On my way to the Argyle El stop this morning, I stopped at Hong Xuong Bakery on Argyle for another perspective on che. I chose black eyed pea or Che Dau for todays trial. I think I may have found my favorite, there are about ten varieties to try, but the nice lady at the counter insisted I try the taro root version tomorrow. Previously I have tried sweety corn [sic], which is actually a bit like hominy rather than sweet corn. I have also tried Che Thai which is cloyingly sweet. Most of the che have some element of unctuous coconut milk.
Che are the ubiquitous sweet desserts sold all over southern Vietnam, but rarely found in the north. Normally, che consist of various combinations of tapioca, beans, sweetened coconut milk, fresh fruit and sugar. Che is a distinctly Vietnamese sweet, a cross between a pudding and a drink, although it most likely has its roots in Chinese dessert soups. Sometimes served in a bowl like a cold soup, it can also be layered in tall glasses for maximum technicolor effect.

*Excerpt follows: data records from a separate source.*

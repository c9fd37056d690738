//! Base trait for screen state.

/// Marker trait for state snapshots.
///
/// States should be:
/// - Immutable per version (Clone to create the next state)
/// - Self-contained (all data a screen needs to render)
/// - Comparable (PartialEq for change detection downstream)
pub trait UiState: Clone + PartialEq + Send + Sync + 'static {}
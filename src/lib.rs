//! Unidirectional Action → Mutation → State containers for Bibbi screens.
//!
//! A screen implements [`mvi::Reactor`]; a [`runtime::Container`] runs it,
//! serializing reductions and publishing states through the push-based
//! [`stream`] primitive.

pub mod bus;
pub mod config;
pub mod logging;
pub mod mvi;
pub mod runtime;
pub mod stream;
pub mod toast;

Che is based on a myriad of sweet liquids. Depending on region and personal taste, it might be made with thick coconut milk, thin ginger tea, or sweet red bean soup. At Hong Xuong, in the sliding door cooler, you will see shelves of che on display, chilled behind glass. Some of these are set quite firm like a pudding. They are fairly inexpensive, so you can try two or three or maybe even all twelve without going out on a limb. I believe you can ask for a custom made Che at Hong Xoung or, if not there then, elsewhere on Agryle. The fun, then, is in what you want added to your glass. Just a few of the stir-ins you can choose from: lotus seeds, seaweed strips, corn (each kernel sliced thinly into paper-thin rounds!), dried longans, agar-agar confetti, tapioca, lychee, or basil seeds.
>>>>>Foodwriter Thy Tran from San Francisco at her website www.wanderingspoon.com writes "the Vietnamese enjoy sweet bean soups as snacks. The whole class is known as che, but they each have a specific name that usually reveals the color of the bean: che dau den (black bean), che dau trang ("white bean," or what we know here as black-eyed peas), even che dau xanh ("green beans," referring to the green covering on mung beans). Coconut milk, lotus seeds, taro root, tapioca, even crunchy seaweed are common additions. Western Vietnamese restaurants sometimes offer them as dessert, but they're really meant for snacking, which South East Asians love to do. You can serve che warm or chilled."
Thy adds, "Interestingly, the idea of using beans in savory dishes (other than sprouts) is not as natural for most Vietnamese people. Just like when I told my family, while sipping artichoke tea in Saigon, that in the States we serve the whole vegetable as a delicacy, they were horrified." <<<<<
Quite frankly, on the train ride in this morning I began thinking about how wholesome and nutritious this snack is compared to our typical snacks. Legumes have quite a bit of protein and fiber, the sugar and the fat laden coconut milk are a bit over the top in some varieties, but, on the whole, probably not a bad dish to add to substantial snacking. Che certainly beats out refined flour and sugar with who knows what else in our typical snack. I say Viva la Che.